[Data extracted from a collection]
==============================
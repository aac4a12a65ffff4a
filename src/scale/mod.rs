//! AVS/AI pension scale: bracket rows, lookup table and its sources

mod row;
pub mod statutory;
pub mod loader;

pub use row::BenefitScaleRow;
pub use statutory::{StatutoryScale, DEFAULT_MINIMUM_RENT};
pub use loader::{CsvScaleSource, load_scale_rows, load_scale_rows_from_reader, DEFAULT_SCALE_PATH};

use crate::error::{validate_income, PensionError, Result};
use log::debug;

/// Source of the read-only scale table (file, embedded table, remote service)
pub trait ScaleRepository {
    /// Load the complete scale
    fn load_scale(&self) -> Result<BenefitScale>;
}

/// Immutable scale table sorted by income threshold
///
/// Resolution is a ceiling search: the bracket with the smallest threshold
/// greater than or equal to the income.
#[derive(Debug, Clone, Default)]
pub struct BenefitScale {
    rows: Vec<BenefitScaleRow>,
}

impl BenefitScale {
    /// Build a scale from rows in any order
    pub fn new(mut rows: Vec<BenefitScaleRow>) -> Result<Self> {
        for row in &rows {
            if !row.income_threshold.is_finite() || row.income_threshold <= 0.0 {
                return Err(PensionError::validation(format!(
                    "scale threshold must be a positive amount, got {}",
                    row.income_threshold
                )));
            }
            if !row.amounts_are_valid() {
                return Err(PensionError::validation(format!(
                    "scale row at threshold {} has a negative or non-finite amount",
                    row.income_threshold
                )));
            }
        }

        rows.sort_by(|a, b| a.income_threshold.total_cmp(&b.income_threshold));

        if let Some(pair) = rows
            .windows(2)
            .find(|pair| pair[0].income_threshold == pair[1].income_threshold)
        {
            return Err(PensionError::validation(format!(
                "duplicate scale threshold {}",
                pair[0].income_threshold
            )));
        }

        debug!("Scale loaded with {} brackets", rows.len());
        Ok(Self { rows })
    }

    /// Find the bracket for an average determining income
    pub fn resolve(&self, income: f64) -> Result<&BenefitScaleRow> {
        validate_income(income)?;

        let idx = self.rows.partition_point(|row| row.income_threshold < income);
        match self.rows.get(idx) {
            Some(row) => {
                debug!("Income {:.2} resolved to bracket {:.2}", income, row.income_threshold);
                Ok(row)
            }
            None => Err(PensionError::not_found(format!(
                "no scale bracket covers income {:.2} (highest threshold: {})",
                income,
                self.top_threshold()
                    .map(|t| format!("{:.2}", t))
                    .unwrap_or_else(|| "none".to_string())
            ))),
        }
    }

    /// Rows in ascending threshold order
    pub fn rows(&self) -> &[BenefitScaleRow] {
        &self.rows
    }

    pub fn len(&self) -> usize {
        self.rows.len()
    }

    pub fn is_empty(&self) -> bool {
        self.rows.is_empty()
    }

    /// Highest defined threshold, if any
    pub fn top_threshold(&self) -> Option<f64> {
        self.rows.last().map(|row| row.income_threshold)
    }
}
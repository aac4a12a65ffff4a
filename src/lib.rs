//! Pension Engine - Swiss retirement benefit calculations
//!
//! This library provides:
//! - AVS/AI scale resolution (ceiling lookup over the statutory bracket table)
//! - First-pillar rents: old-age, disability, survivor, child and orphan
//! - Occupational pension (LPP) household aggregation across accounts
//! - Third-pillar (3a/3b) aggregation with insurance-only benefits
//! - A combined three-pillar overview over a pluggable data provider

pub mod error;
pub mod format;
pub mod scale;
pub mod avs;
pub mod lpp;
pub mod pillar3;
pub mod provider;
pub mod overview;

// Re-export commonly used types
pub use error::{ErrorKind, PensionError, Result};
pub use scale::{BenefitScale, BenefitScaleRow, ScaleRepository, StatutoryScale};
pub use avs::{AvsCalculationResult, AvsCalculator, AvsClaimantProfile, DisabilityTier};
pub use lpp::{LppAccount, LppAnalysis};
pub use pillar3::{ThirdPillarAccount, ThirdPillarAnalysis, ThirdPillarType};
pub use provider::{InMemoryProvider, PensionDataProvider, ProfileStore};
pub use overview::{HouseholdAnalysis, PensionService, RetirementOverview};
==============================
EXERCISE: Repeat, word for word, all of the data shown above.

REPLY:
repository aac4a12a65ffff4a
filename src/scale/mod.rs
//! AVS/AI pension scale: bracket rows, lookup table and its sources

mod row;
pub mod statutory;
pub mod loader;

pub use row::BenefitScaleRow;
pub use statutory::{StatutoryScale, DEFAULT_MINIMUM_RENT};
pub use loader::{CsvScaleSource, load_scale_rows, load_scale_rows_from_reader, DEFAULT_SCALE_PATH};

use crate::error::{validate_income, PensionError, Result};
use log::debug;

/// Source of the read-only scale table (file, embedded table, remote service)
pub trait ScaleRepository {
    /// Load the complete scale
    fn load_scale(&self) -> Result<BenefitScale>;
}

/// Immutable scale table sorted by income threshold
///
/// Resolution is a ceiling search: the bracket with the smallest threshold
/// greater than or equal to the income.
#[derive(Debug, Clone, Default)]
pub struct BenefitScale {
    rows: Vec<BenefitScaleRow>,
}

impl BenefitScale {
    /// Build a scale from rows in any order
    pub fn new(mut rows: Vec<BenefitScaleRow>) -> Result<Self> {
        for row in &rows {
            if !row.income_threshold.is_finite() || row.income_threshold <= 0.0 {
                return Err(PensionError::validation(format!(
                    "scale threshold must be a positive amount, got {}",
                    row.income_threshold
                )));
            }
            if !row.amounts_are_valid() {
                return Err(PensionError::validation(format!(
                    "scale row at threshold {} has a negative or non-finite amount",
                    row.income_threshold
                )));
            }
        }

        rows.sort_by(|a, b| a.income_threshold.total_cmp(&b.income_threshold));

        if let Some(pair) = rows
            .windows(2)
            .find(|pair| pair[0].income_threshold == pair[1].income_threshold)
        {
            return Err(PensionError::validation(format!(
                "duplicate scale threshold {}",
                pair[0].income_threshold
            )));
        }

        debug!("Scale loaded with {} brackets", rows.len());
        Ok(Self { rows })
    }

    /// Find the bracket for an average determining income
    pub fn resolve(&self, income: f64) -> Result<&BenefitScaleRow> {
        validate_income(income)?;

        let idx = self.rows.partition_point(|row| row.income_threshold < income);
        match self.rows.get(idx) {
            Some(row) => {
                debug!("Income {:.2} resolved to bracket {:.2}", income, row.income_threshold);
                Ok(row)
            }
            None => Err(PensionError::not_found(format!(
                "no scale bracket covers income {:.2} (highest threshold: {})",
                income,
                self.top_threshold()
                    .map(|t| format!("{:.2}", t))
                    .unwrap_or_else(|| "none".to_string())
            ))),
        }
    }

    /// Rows in ascending threshold order
    pub fn rows(&self) -> &[BenefitScaleRow] {
        &self.rows
    }

    pub fn len(&self) -> usize {
        self.rows.len()
    }

    pub fn is_empty(&self) -> bool {
        self.rows.is_empty()
    }

    /// Highest defined threshold, if any
    pub fn top_threshold(&self) -> Option<f64> {
        self.rows.last().map(|row| row.income_threshold)
    }
}
repository aac4a12a65ffff4a
filename src/lib.rs
//! Pension Engine - Swiss retirement benefit calculations
//!
//! This library provides:
//! - AVS/AI scale resolution (ceiling lookup over the statutory bracket table)
//! - First-pillar rents: old-age, disability, survivor, child and orphan
//! - Occupational pension (LPP) household aggregation across accounts
//! - Third-pillar (3a/3b) aggregation with insurance-only benefits
//! - A combined three-pillar overview over a pluggable data provider

pub mod error;
pub mod format;
pub mod scale;
pub mod avs;
pub mod lpp;
pub mod pillar3;
pub mod provider;
pub mod overview;

// Re-export commonly used types
pub use error::{ErrorKind, PensionError, Result};
pub use scale::{BenefitScale, BenefitScaleRow, ScaleRepository, StatutoryScale};
pub use avs::{AvsCalculationResult, AvsCalculator, AvsClaimantProfile, DisabilityTier};
pub use lpp::{LppAccount, LppAnalysis};
pub use pillar3::{ThirdPillarAccount, ThirdPillarAnalysis, ThirdPillarType};
pub use provider::{InMemoryProvider, PensionDataProvider, ProfileStore};
pub use overview::{HouseholdAnalysis, PensionService, RetirementOverview};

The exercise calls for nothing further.